Jeff Braun, Erickson’s lawyer, made clear in his closing argument that several witnesses testified that his client never hit either boy, and he added the evidence showed the pitcher was not at fault or negligent in the deaths.
The attorney conceded that, in the aftermath of the tragedy, his client “made some stupid decisions.” He acknowledged that Erickson had lied to the police and to lawyers representing him, seemingly referring to the fact that Erickson used the same plate for two cars and lied about which one he was driving that night and presented the wrong one to authorities.
Braun argued that the portrayal of his client drinking and racing wasn’t supported by the facts and that there was no evidence to disprove his client’s testimony that he was traveling at 55 mph. “It is a big leap to go from speeding to racing,” he cautioned the jurors.
And although Panish repeatedly questioned his client about drinking, “no expert testified Mr.
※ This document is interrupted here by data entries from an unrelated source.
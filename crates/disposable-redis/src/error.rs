//! Error types for the disposable server harness.
//!
//! Startup and reload failures are always surfaced to the caller. Errors hit
//! while tearing an instance down never reach this type; `stop()` swallows them.

use std::path::PathBuf;
use std::time::Duration;
use thiserror::Error;

/// Main error type for the harness.
#[derive(Debug, Error)]
pub enum HarnessError {
    // Lifecycle errors
    #[error("Server process exited before becoming ready ({status}). Server output: {output}")]
    StartupFailed {
        /// Human-readable exit status, or the spawn failure.
        status: String,
        /// Exit code, if the process exited normally.
        exit_code: Option<i32>,
        /// Captured stdout (empty in verbose mode).
        output: String,
    },

    #[error("Server on port {port} did not become ready within {waited:?}")]
    ReadyTimeout { port: u16, waited: Duration },

    #[error("Server has not been started")]
    NotStarted,

    #[error("Server was already started; build a new instance to restart")]
    AlreadyStarted,

    // Protocol errors
    #[error("Connection to 127.0.0.1:{port} failed: {message}")]
    Connection {
        port: u16,
        message: String,
        #[source]
        source: Option<std::io::Error>,
    },

    #[error("Server replied with error: {0}")]
    Server(String),

    #[error("Protocol error: {message}")]
    Protocol { message: String },

    #[error("Dump and reload failed: {source}")]
    Reload {
        #[source]
        source: Box<HarnessError>,
    },

    // Build errors
    #[error("Couldn't compile module {}: {message}", .module.display())]
    Compile { module: PathBuf, message: String },

    // OS-level errors (sockets, signals)
    #[error("IO error: {message}")]
    Io {
        message: String,
        #[source]
        source: Option<std::io::Error>,
    },
}

/// Result type alias for harness operations.
pub type Result<T> = std::result::Result<T, HarnessError>;

impl From<std::io::Error> for HarnessError {
    fn from(err: std::io::Error) -> Self {
        HarnessError::Io {
            message: err.to_string(),
            source: Some(err),
        }
    }
}

impl HarnessError {
    /// Create a connection error for the given port.
    pub fn connection(port: u16, err: std::io::Error) -> Self {
        HarnessError::Connection {
            port,
            message: err.to_string(),
            source: Some(err),
        }
    }

    /// Create a protocol error.
    pub fn protocol(message: impl Into<String>) -> Self {
        HarnessError::Protocol {
            message: message.into(),
        }
    }

    /// Wrap an error raised while persisting or reloading server state.
    pub fn reload(err: HarnessError) -> Self {
        HarnessError::Reload {
            source: Box::new(err),
        }
    }

    /// Check if this error means "not ready yet" rather than a real failure.
    ///
    /// Covers a server that is not listening yet and one still loading its
    /// dataset (`-LOADING`). The readiness loop keeps polling on these and
    /// never surfaces them.
    pub fn is_retryable(&self) -> bool {
        match self {
            HarnessError::Connection { .. } => true,
            HarnessError::Server(message) => message.starts_with("LOADING"),
            _ => false,
        }
    }

    /// Error message carried by a server error reply, if this is one.
    pub fn server_message(&self) -> Option<&str> {
        match self {
            HarnessError::Server(message) => Some(message),
            HarnessError::Reload { source } => source.server_message(),
            _ => None,
        }
    }
}

#[cfg(test)]
mod tests {
    use super::*;

    #[test]
    fn test_error_display() {
        let err = HarnessError::StartupFailed {
            status: "exit status: 3".into(),
            exit_code: Some(3),
            output: "boom".into(),
        };
        assert_eq!(
            err.to_string(),
            "Server process exited before becoming ready (exit status: 3). Server output: boom"
        );
    }

    #[test]
    fn test_retryable_errors() {
        let refused = std::io::Error::from(std::io::ErrorKind::ConnectionRefused);
        assert!(HarnessError::connection(6379, refused).is_retryable());
        assert!(!HarnessError::NotStarted.is_retryable());
        assert!(!HarnessError::Server("ERR nope".into()).is_retryable());
    }

    #[test]
    fn test_loading_reply_is_retryable() {
        let loading = HarnessError::Server("LOADING Redis is loading the dataset in memory".into());
        assert!(loading.is_retryable());
        // Only while starting up; a reload failure stays fatal
        assert!(!HarnessError::reload(loading).is_retryable());
    }

    #[test]
    fn test_reload_wraps_server_message() {
        let err = HarnessError::reload(HarnessError::Server("ERR bad rdb".into()));
        assert_eq!(err.server_message(), Some("ERR bad rdb"));
        assert!(err.to_string().contains("ERR bad rdb"));
    }
}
Erickson was impaired,” the lawyer said.
Braun said Panish had sought to portray his client as hiding in the bushes near the crash site, but in reality, those bushes were vines and the 6-foot-4, 245-pound Erickson was easily seen.
Braun sought to undermine testimony by Royce Clayton that Erickson told him in a phone call that he saw, in his rearview mirror, Grossman hit the boys. He noted that an expert testified that Erickson’s car was 236 feet in front of Grossman’s at the time.
Braun argued to jurors Monday that a “reasonable sum for this loss is $10 million.”
Panish said Braun’s math would amount to $340 a day in terms of the boys’ life, and he was seeking about $430 million.
“She speeds and kills them; he’s racing her,” Panish said. “Why are we here? Because they don’t get it. They don’t admit a single bit of responsibility.”